Roy Halston Frowick (April 23, 1932 – March 26, 1990), known mononymously as Halston, was an American fashion designer who rose to international fame in the 1970s.

His minimalist, clean designs, often made of cashmere or ultrasuede, were a new phenomenon in the mid-1970s discotheques and redefined American fashion. Halston was known for creating a relaxed urban lifestyle for American women. He was frequently photographed at Studio 54 with his close friends Liza Minnelli, Bianca Jagger, Joe Eula, and Andy Warhol.

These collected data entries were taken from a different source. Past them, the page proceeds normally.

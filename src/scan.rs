use crate::layout::{MapLayout, StreamKind};
use crate::manifest::CaptureParameters;

use anyhow::{Context, Result};
use std::ops::RangeInclusive;
use std::path::PathBuf;

/// What one stream directory holds.
#[derive(Debug, Clone)]
pub struct StreamScan {
    pub kind: StreamKind,
    pub dir: PathBuf,
    pub dir_exists: bool,
    pub first_index: Option<u64>,
    pub last_index: Option<u64>,
    pub frame_count: u64,
    pub gaps: Vec<RangeInclusive<u64>>,
}

impl StreamScan {
    pub fn start_number(&self) -> u64 {
        self.first_index.unwrap_or(0)
    }

    /// Frames ffmpeg will actually read: image2 stops at the first missing index.
    pub fn contiguous_frames(&self) -> u64 {
        match (self.first_index, self.gaps.first()) {
            (Some(first), Some(gap)) => gap.start() - first,
            (Some(_), None) => self.frame_count,
            _ => 0,
        }
    }
}

#[derive(Debug, Clone)]
pub struct DatasetScan {
    pub streams: Vec<StreamScan>,
    pub parameters: Option<CaptureParameters>,
    pub warnings: Vec<String>,
}

impl DatasetScan {
    pub fn stream(&self, kind: StreamKind) -> Option<&StreamScan> {
        self.streams.iter().find(|s| s.kind == kind)
    }

    /// Frame count the composite is expected to reach (shortest readable stream).
    pub fn expected_composite_frames(&self) -> u64 {
        self.streams
            .iter()
            .map(StreamScan::contiguous_frames)
            .min()
            .unwrap_or(0)
    }
}

pub fn scan_stream(layout: &MapLayout, kind: StreamKind) -> Result<StreamScan> {
    let dir = layout.frame_dir(kind);
    if !dir.is_dir() {
        return Ok(StreamScan {
            kind,
            dir,
            dir_exists: false,
            first_index: None,
            last_index: None,
            frame_count: 0,
            gaps: vec![],
        });
    }

    let mut indices = vec![];
    for entry in std::fs::read_dir(&dir).with_context(|| format!("list {}", dir.display()))? {
        let e = entry?;
        let p = e.path();
        if !p.is_file() {
            continue;
        }
        let name = e.file_name();
        if let Some(idx) = layout.parse_frame_index(kind, &name.to_string_lossy()) {
            indices.push(idx);
        }
    }
    indices.sort_unstable();
    indices.dedup();

    Ok(StreamScan {
        kind,
        dir,
        dir_exists: true,
        first_index: indices.first().copied(),
        last_index: indices.last().copied(),
        frame_count: indices.len() as u64,
        gaps: find_gaps(&indices),
    })
}

/// Scans all three streams plus the capture parameters. Nothing found here is fatal.
pub fn scan_dataset(layout: &MapLayout) -> Result<DatasetScan> {
    let mut warnings = vec![];

    let parameters = match CaptureParameters::load(&layout.parameters_path()) {
        Ok(p) => p,
        Err(err) => {
            warnings.push(format!("{:#}", err));
            None
        }
    };

    let mut streams = Vec::with_capacity(StreamKind::ALL.len());
    for kind in StreamKind::ALL {
        streams.push(scan_stream(layout, kind)?);
    }

    for s in &streams {
        if !s.dir_exists {
            warnings.push(format!("{} frames: missing directory {}", s.kind, s.dir.display()));
        } else if s.frame_count == 0 {
            warnings.push(format!("{} frames: no frames in {}", s.kind, s.dir.display()));
        }
        if !s.gaps.is_empty() {
            warnings.push(format!(
                "{} frames: {} gap(s), first missing {}; clip will stop after {} frames",
                s.kind,
                s.gaps.len(),
                describe_range(&s.gaps[0]),
                s.contiguous_frames()
            ));
        }
    }

    let counts = streams.iter().map(|s| s.frame_count).collect::<Vec<_>>();
    if counts.iter().any(|&c| c != counts[0]) {
        let detail = streams
            .iter()
            .map(|s| format!("{}={}", s.kind, s.frame_count))
            .collect::<Vec<_>>()
            .join(" ");
        warnings.push(format!(
            "frame counts differ ({}); composite truncates to the shortest",
            detail
        ));
    }

    if let Some(params) = &parameters {
        if !params.describes_map(&layout.map) {
            warnings.push(format!(
                "map {} is not listed in {}",
                layout.map,
                layout.parameters_path().display()
            ));
        } else if let Some(expected) = params.imgs_per_map {
            for s in &streams {
                if s.dir_exists && s.frame_count != expected {
                    warnings.push(format!(
                        "{} frames: found {} but capture requested {}",
                        s.kind, s.frame_count, expected
                    ));
                }
            }
        }
    }

    Ok(DatasetScan {
        streams,
        parameters,
        warnings,
    })
}

fn find_gaps(sorted: &[u64]) -> Vec<RangeInclusive<u64>> {
    sorted
        .windows(2)
        .filter(|w| w[1] > w[0] + 1)
        .map(|w| (w[0] + 1)..=(w[1] - 1))
        .collect()
}

fn describe_range(r: &RangeInclusive<u64>) -> String {
    if r.start() == r.end() {
        format!("{:06}", r.start())
    } else {
        format!("{:06}..={:06}", r.start(), r.end())
    }
}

In the early 1950s, while attending the School of the Art Institute of Chicago, Halston began a business designing and making women's hats.  He garnered a well-known clientele and opened a store on Chicago's Magnificent Mile in 1957.   He later became the head milliner for high-end New York City department store Bergdorf Goodman.  His fame rose when he designed the pillbox hat Jacqueline Kennedy wore to the inauguration of her husband, President John F. Kennedy, in 1961. In the late 1960s, Halston made the transition to women's clothing, opening a boutique on Madison Avenue in New York and started a ready-to-wear line.  After several ill-advised business decisions, Halston eventually lost control of his fashion house in the 1980s. He died of AIDS-related cancer in 1990 at the age of 57.

Early life and education

Roy Halston Frowick was born on April 23, 1932, in Des Moines, Iowa, the second son of accountant James Edward Frowick who was of Norwegian descent, and his stay-at-home wife Hallie Mae (née Holmes). Halston developed an early interest in sewing from his grandmother and he began creating hats and altering clothes for his mother and sister. He grew up in Des Moines, and moved to Evansville, Indiana, at the age of 14. He graduated from Benjamin Bosse High School in 1950.  He briefly attended Indiana University.

Career

Early years 

In 1952, Halston moved to Chicago, where he enrolled in a night course at the School of the Art Institute of Chicago, and worked as a window dresser. In 1953, he opened his own hat business. His first customer was radio actress and comedian Fran Allison. Halston's hats were also bought by Kim Novak, Gloria Swanson, Deborah Kerr, and Hedda Hopper.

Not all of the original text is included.